::: Dataset records
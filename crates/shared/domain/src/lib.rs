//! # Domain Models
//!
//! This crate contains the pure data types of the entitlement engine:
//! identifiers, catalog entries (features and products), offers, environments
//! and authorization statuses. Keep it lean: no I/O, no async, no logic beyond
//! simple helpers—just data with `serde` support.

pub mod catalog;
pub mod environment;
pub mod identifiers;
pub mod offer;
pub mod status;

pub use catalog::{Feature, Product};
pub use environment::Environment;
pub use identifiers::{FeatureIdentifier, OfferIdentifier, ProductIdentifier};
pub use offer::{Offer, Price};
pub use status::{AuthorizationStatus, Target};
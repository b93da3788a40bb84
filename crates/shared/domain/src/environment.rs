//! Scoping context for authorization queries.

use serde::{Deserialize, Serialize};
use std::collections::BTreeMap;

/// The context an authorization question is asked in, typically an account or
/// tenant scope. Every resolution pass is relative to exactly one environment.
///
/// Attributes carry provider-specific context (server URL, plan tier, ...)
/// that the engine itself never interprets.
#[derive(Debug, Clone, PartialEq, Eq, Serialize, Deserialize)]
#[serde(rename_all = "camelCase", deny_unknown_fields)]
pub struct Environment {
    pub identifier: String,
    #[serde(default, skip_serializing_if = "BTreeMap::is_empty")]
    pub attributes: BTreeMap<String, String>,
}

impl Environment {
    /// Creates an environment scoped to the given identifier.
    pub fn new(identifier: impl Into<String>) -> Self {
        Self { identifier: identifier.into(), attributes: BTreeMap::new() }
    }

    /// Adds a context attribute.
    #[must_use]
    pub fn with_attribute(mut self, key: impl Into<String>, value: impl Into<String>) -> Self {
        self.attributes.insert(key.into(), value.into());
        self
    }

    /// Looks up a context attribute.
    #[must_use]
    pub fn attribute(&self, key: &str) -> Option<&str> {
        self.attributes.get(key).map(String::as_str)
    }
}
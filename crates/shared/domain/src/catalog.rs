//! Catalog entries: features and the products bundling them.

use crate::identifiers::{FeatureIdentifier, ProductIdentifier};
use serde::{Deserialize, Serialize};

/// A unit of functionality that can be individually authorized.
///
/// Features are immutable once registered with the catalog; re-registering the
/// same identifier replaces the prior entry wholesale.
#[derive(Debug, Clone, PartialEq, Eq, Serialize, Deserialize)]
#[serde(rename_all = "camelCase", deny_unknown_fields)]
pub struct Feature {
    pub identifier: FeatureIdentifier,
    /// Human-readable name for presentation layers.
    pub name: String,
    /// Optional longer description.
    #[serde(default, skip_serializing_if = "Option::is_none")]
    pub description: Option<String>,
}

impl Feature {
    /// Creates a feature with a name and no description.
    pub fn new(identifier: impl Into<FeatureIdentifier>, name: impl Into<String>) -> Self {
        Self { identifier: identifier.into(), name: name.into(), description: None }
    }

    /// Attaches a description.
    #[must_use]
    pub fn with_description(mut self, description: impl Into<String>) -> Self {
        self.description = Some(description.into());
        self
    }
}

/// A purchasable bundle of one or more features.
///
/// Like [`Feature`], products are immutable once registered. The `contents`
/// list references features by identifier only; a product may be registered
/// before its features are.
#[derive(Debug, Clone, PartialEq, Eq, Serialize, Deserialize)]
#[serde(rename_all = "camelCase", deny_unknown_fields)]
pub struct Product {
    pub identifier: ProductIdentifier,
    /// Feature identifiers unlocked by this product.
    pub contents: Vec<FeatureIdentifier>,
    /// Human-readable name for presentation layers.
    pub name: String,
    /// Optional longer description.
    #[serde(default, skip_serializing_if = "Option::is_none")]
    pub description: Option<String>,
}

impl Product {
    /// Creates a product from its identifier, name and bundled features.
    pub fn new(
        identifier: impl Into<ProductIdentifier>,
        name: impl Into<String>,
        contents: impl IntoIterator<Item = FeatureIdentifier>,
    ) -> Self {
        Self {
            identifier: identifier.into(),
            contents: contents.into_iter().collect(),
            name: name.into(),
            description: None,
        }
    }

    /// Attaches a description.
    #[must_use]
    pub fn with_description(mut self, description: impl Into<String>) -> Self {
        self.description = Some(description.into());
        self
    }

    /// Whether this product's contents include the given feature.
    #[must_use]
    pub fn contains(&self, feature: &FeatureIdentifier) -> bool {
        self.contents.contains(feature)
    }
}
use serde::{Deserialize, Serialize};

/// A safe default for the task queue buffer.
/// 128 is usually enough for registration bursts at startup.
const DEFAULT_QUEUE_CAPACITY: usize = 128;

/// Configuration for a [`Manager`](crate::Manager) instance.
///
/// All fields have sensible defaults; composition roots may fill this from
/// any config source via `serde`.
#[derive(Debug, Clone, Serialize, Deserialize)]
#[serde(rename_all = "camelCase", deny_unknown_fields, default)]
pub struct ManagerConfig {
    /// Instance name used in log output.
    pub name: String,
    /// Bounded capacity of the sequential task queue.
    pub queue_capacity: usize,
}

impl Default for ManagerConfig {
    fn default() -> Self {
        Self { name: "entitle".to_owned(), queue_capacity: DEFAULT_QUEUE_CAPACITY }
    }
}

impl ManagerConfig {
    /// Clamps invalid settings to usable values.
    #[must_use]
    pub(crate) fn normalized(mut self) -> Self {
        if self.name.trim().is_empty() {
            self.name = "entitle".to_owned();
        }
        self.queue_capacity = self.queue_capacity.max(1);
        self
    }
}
::::::
* Task statement
From the first line of the listing above through the line that contains "pub mod status;", set down each line without alteration, and nothing else.

* Answer box
filename crates/shared/domain/src/lib.rs
//! # Domain Models
//!
//! This crate contains the pure data types of the entitlement engine:
//! identifiers, catalog entries (features and products), offers, environments
//! and authorization statuses. Keep it lean: no I/O, no async, no logic beyond
//! simple helpers—just data with `serde` support.

pub mod catalog;
pub mod environment;
pub mod identifiers;
pub mod offer;
pub mod status;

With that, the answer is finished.